**WHAT TO WORK ON:** Repeat each entry below exactly as it stands.

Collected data
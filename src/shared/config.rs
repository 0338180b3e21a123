use crate::shared::error::ConfigError;
use serde::Deserialize;
use std::fs;
use std::path::Path;
use url::Url;

/// Process-wide settings, loaded once at startup. Every endpoint defaults to
/// the production collector; a YAML file can override any subset of fields.
#[derive(Debug, Clone, Deserialize)]
#[serde(default)]
pub struct AgentConfig {
    /// Stats-collection endpoint the finished snapshot is POSTed to.
    pub report_url: String,
    /// Registration endpoint resolving the installation's email address.
    pub email_url: String,
    /// Plain-text public IPv4 echo endpoint.
    pub ipv4_url: String,
    /// Plain-text public IPv6 echo endpoint.
    pub ipv6_url: String,
    /// Combined geolocation/ISP/timezone lookup endpoint.
    pub geo_url: String,
    /// Deadline applied to each probe individually.
    pub probe_timeout_secs: u64,
    /// Seconds between collection cycles. 0 means collect once and exit.
    pub interval_secs: u64,
}

impl Default for AgentConfig {
    fn default() -> Self {
        Self {
            report_url: String::from("https://launcher.kginfoservs.com/index.php"),
            email_url: String::from("https://launcher.kginfoservs.com/get-email.php"),
            ipv4_url: String::from("https://ipv4.icanhazip.com"),
            ipv6_url: String::from("https://ipv6.icanhazip.com"),
            geo_url: String::from("https://ipapi.co/json/"),
            probe_timeout_secs: 10,
            interval_secs: 0,
        }
    }
}

impl AgentConfig {
    pub fn load_from_file(path: impl AsRef<Path>) -> Result<Self, ConfigError> {
        let path_ref = path.as_ref();
        let path_display = path_ref.display().to_string();
        let text = fs::read_to_string(path_ref).map_err(|source| ConfigError::Read {
            path: path_display.clone(),
            source,
        })?;

        let config: AgentConfig =
            serde_yaml::from_str(&text).map_err(|source| ConfigError::Parse {
                path: path_display,
                source,
            })?;

        config.validate()?;
        Ok(config)
    }

    pub fn validate(&self) -> Result<(), ConfigError> {
        let endpoints = [
            ("report_url", &self.report_url),
            ("email_url", &self.email_url),
            ("ipv4_url", &self.ipv4_url),
            ("ipv6_url", &self.ipv6_url),
            ("geo_url", &self.geo_url),
        ];
        for (field, value) in endpoints {
            Url::parse(value).map_err(|e| {
                ConfigError::Validation(format!("{} is not a valid URL: {}", field, e))
            })?;
        }

        if self.probe_timeout_secs == 0 {
            return Err(ConfigError::Validation(
                "probe_timeout_secs must be >= 1".to_string(),
            ));
        }

        Ok(())
    }
}

#[cfg(test)]
mod tests {
    use super::*;

    #[test]
    fn defaults_are_valid() {
        let config = AgentConfig::default();
        config.validate().expect("default configuration must validate");
        assert_eq!(config.interval_secs, 0);
        assert_eq!(config.probe_timeout_secs, 10);
    }

    #[test]
    fn partial_yaml_overrides_keep_remaining_defaults() {
        let yaml = "report_url: http://127.0.0.1:8080/ingest\ninterval_secs: 300\n";
        let config: AgentConfig = serde_yaml::from_str(yaml).unwrap();
        assert_eq!(config.report_url, "http://127.0.0.1:8080/ingest");
        assert_eq!(config.interval_secs, 300);
        assert_eq!(config.geo_url, AgentConfig::default().geo_url);
        config.validate().unwrap();
    }

    #[test]
    fn rejects_unparseable_endpoint() {
        let mut config = AgentConfig::default();
        config.ipv4_url = String::from("not a url");
        assert!(matches!(
            config.validate(),
            Err(ConfigError::Validation(_))
        ));
    }

    #[test]
    fn rejects_zero_probe_timeout() {
        let mut config = AgentConfig::default();
        config.probe_timeout_secs = 0;
        assert!(config.validate().is_err());
    }

    #[test]
    fn missing_file_is_a_read_error() {
        let result = AgentConfig::load_from_file("/nonexistent/hoststats.yaml");
        assert!(matches!(result, Err(ConfigError::Read { .. })));
    }
}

**REPLY TO THE EXERCISE:**
filename src/shared/config.rs
repository 0338180b3e21a123
use crate::shared::error::ConfigError;
use serde::Deserialize;
use std::fs;
use std::path::Path;
use url::Url;

/// Process-wide settings, loaded once at startup. Every endpoint defaults to
/// the production collector; a YAML file can override any subset of fields.
#[derive(Debug, Clone, Deserialize)]
#[serde(default)]
pub struct AgentConfig {
    /// Stats-collection endpoint the finished snapshot is POSTed to.
    pub report_url: String,
    /// Registration endpoint resolving the installation's email address.
    pub email_url: String,
    /// Plain-text public IPv4 echo endpoint.
    pub ipv4_url: String,
    /// Plain-text public IPv6 echo endpoint.
    pub ipv6_url: String,
    /// Combined geolocation/ISP/timezone lookup endpoint.
    pub geo_url: String,
    /// Deadline applied to each probe individually.
    pub probe_timeout_secs: u64,
    /// Seconds between collection cycles. 0 means collect once and exit.
    pub interval_secs: u64,
}

impl Default for AgentConfig {
    fn default() -> Self {
        Self {
            report_url: String::from("https://launcher.kginfoservs.com/index.php"),
            email_url: String::from("https://launcher.kginfoservs.com/get-email.php"),
            ipv4_url: String::from("https://ipv4.icanhazip.com"),
            ipv6_url: String::from("https://ipv6.icanhazip.com"),
            geo_url: String::from("https://ipapi.co/json/"),
            probe_timeout_secs: 10,
            interval_secs: 0,
        }
    }
}

impl AgentConfig {
    pub fn load_from_file(path: impl AsRef<Path>) -> Result<Self, ConfigError> {
        let path_ref = path.as_ref();
        let path_display = path_ref.display().to_string();
        let text = fs::read_to_string(path_ref).map_err(|source| ConfigError::Read {
            path: path_display.clone(),
            source,
        })?;

        let config: AgentConfig =
            serde_yaml::from_str(&text).map_err(|source| ConfigError::Parse {
                path: path_display,
                source,
            })?;

        config.validate()?;
        Ok(config)
    }

    pub fn validate(&self) -> Result<(), ConfigError> {
        let endpoints = [
            ("report_url", &self.report_url),
            ("email_url", &self.email_url),
            ("ipv4_url", &self.ipv4_url),
            ("ipv6_url", &self.ipv6_url),
            ("geo_url", &self.geo_url),
        ];
        for (field, value) in endpoints {
            Url::parse(value).map_err(|e| {
                ConfigError::Validation(format!("{} is not a valid URL: {}", field, e))
            })?;
        }

        if self.probe_timeout_secs == 0 {
            return Err(ConfigError::Validation(
                "probe_timeout_secs must be >= 1".to_string(),
            ));
        }

        Ok(())
    }
}

#[cfg(test)]
mod tests {
    use super::*;

    #[test]
    fn defaults_are_valid() {
        let config = AgentConfig::default();
        config.validate().expect("default configuration must validate");
        assert_eq!(config.interval_secs, 0);
        assert_eq!(config.probe_timeout_secs, 10);
    }

    #[test]
    fn partial_yaml_overrides_keep_remaining_defaults() {
        let yaml = "report_url: http://127.0.0.1:8080/ingest\ninterval_secs: 300\n";
        let config: AgentConfig = serde_yaml::from_str(yaml).unwrap();
        assert_eq!(config.report_url, "http://127.0.0.1:8080/ingest");
        assert_eq!(config.interval_secs, 300);
        assert_eq!(config.geo_url, AgentConfig::default().geo_url);
        config.validate().unwrap();
    }

    #[test]
    fn rejects_unparseable_endpoint() {
        let mut config = AgentConfig::default();
        config.ipv4_url = String::from("not a url");
        assert!(matches!(
            config.validate(),
            Err(ConfigError::Validation(_))
        ));
    }

    #[test]
    fn rejects_zero_probe_timeout() {
        let mut config = AgentConfig::default();
        config.probe_timeout_secs = 0;
        assert!(config.validate().is_err());
    }

    #[test]
    fn missing_file_is_a_read_error() {
        let result = AgentConfig::load_from_file("/nonexistent/hoststats.yaml");
        assert!(matches!(result, Err(ConfigError::Read { .. })));
    }
}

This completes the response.